Something that seemed inconceivable to my grandparents, who were convinced that we were protected, that it was over, etc., came back.

A speech has become commonplace.

When the director of the museum told me that, the day before my arrival, there were demonstrations in Amsterdam with people holding up the portrait of Anne Frank and claiming: "We are all Anne Frank", he seemed necessary to repeat that no,

You also reveal that the Jewishness of Anne Frank was erased for a time?

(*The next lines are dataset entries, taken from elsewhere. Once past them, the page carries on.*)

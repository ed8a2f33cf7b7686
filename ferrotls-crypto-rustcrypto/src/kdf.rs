//! HKDF implementations via the `hkdf` crate.

use ferrotls_crypto::{Error, Kdf, KdfAlgorithm, Result};
use hkdf::Hkdf;
use sha2::{Sha256, Sha384};

macro_rules! impl_hkdf {
    ($name:ident, $digest:ty, $alg:expr) => {
        pub(crate) struct $name;

        impl Kdf for $name {
            fn extract(&self, salt: Option<&[u8]>, ikm: &[u8]) -> Vec<u8> {
                let (prk, _) = Hkdf::<$digest>::extract(salt, ikm);
                prk.to_vec()
            }

            fn expand(&self, prk: &[u8], info: &[u8], length: usize) -> Result<Vec<u8>> {
                let hk = Hkdf::<$digest>::from_prk(prk)
                    .map_err(|_| Error::InvalidKeySize {
                        expected: $alg.output_size(),
                        actual: prk.len(),
                    })?;
                let mut okm = vec![0u8; length];
                hk.expand(info, &mut okm)
                    .map_err(|_| Error::Internal(format!("HKDF output length {} too long", length)))?;
                Ok(okm)
            }

            fn algorithm(&self) -> KdfAlgorithm {
                $alg
            }
        }
    };
}

impl_hkdf!(HkdfSha256Kdf, Sha256, KdfAlgorithm::HkdfSha256);
impl_hkdf!(HkdfSha384Kdf, Sha384, KdfAlgorithm::HkdfSha384);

His story was deemed too Jewish and too sad by the producers of the Broadway play adapting

The Journal!

We are in the 1950s and nobody wants to hear this story.

We are therefore going to make it that of adolescence and the fight against “adversity”, as the back cover of the time asserts.

A

New York Times reviewer

even writes that it's good, because we leave the show "without hatred vis-à-vis Nazism"!

We are in denial, and we therefore remove from the text the mention of Hanukkah or those that Anne makes to her religion.

Similarly, a preface by Eleanor Roosevelt affirms, no doubt with the best intentions in the world, that Anne Frank "worked for peace", when she did not work for peace at all: she was hiding so as not to die… The Paris International Festival, for its part, refused to invite the play so as not to compromise good relations with Germany.

Even truncated, his speech remains embarrassing.

This teenager is irreverent: she says what she sees.

But we don't read what she says.

From this text that has become iconic,

we remember phases like "I still believe in the innate goodness of men", ignoring the fact that Anne Frank evokes the horror of the war just before.

Basically, we all want her to tell us: “It’s good.

I suffered for you.

You have nothing more to reproach yourself for."

But in the words of psychoanalyst Bruno Bettelheim: "If all men are good, there is no more Auschwitz."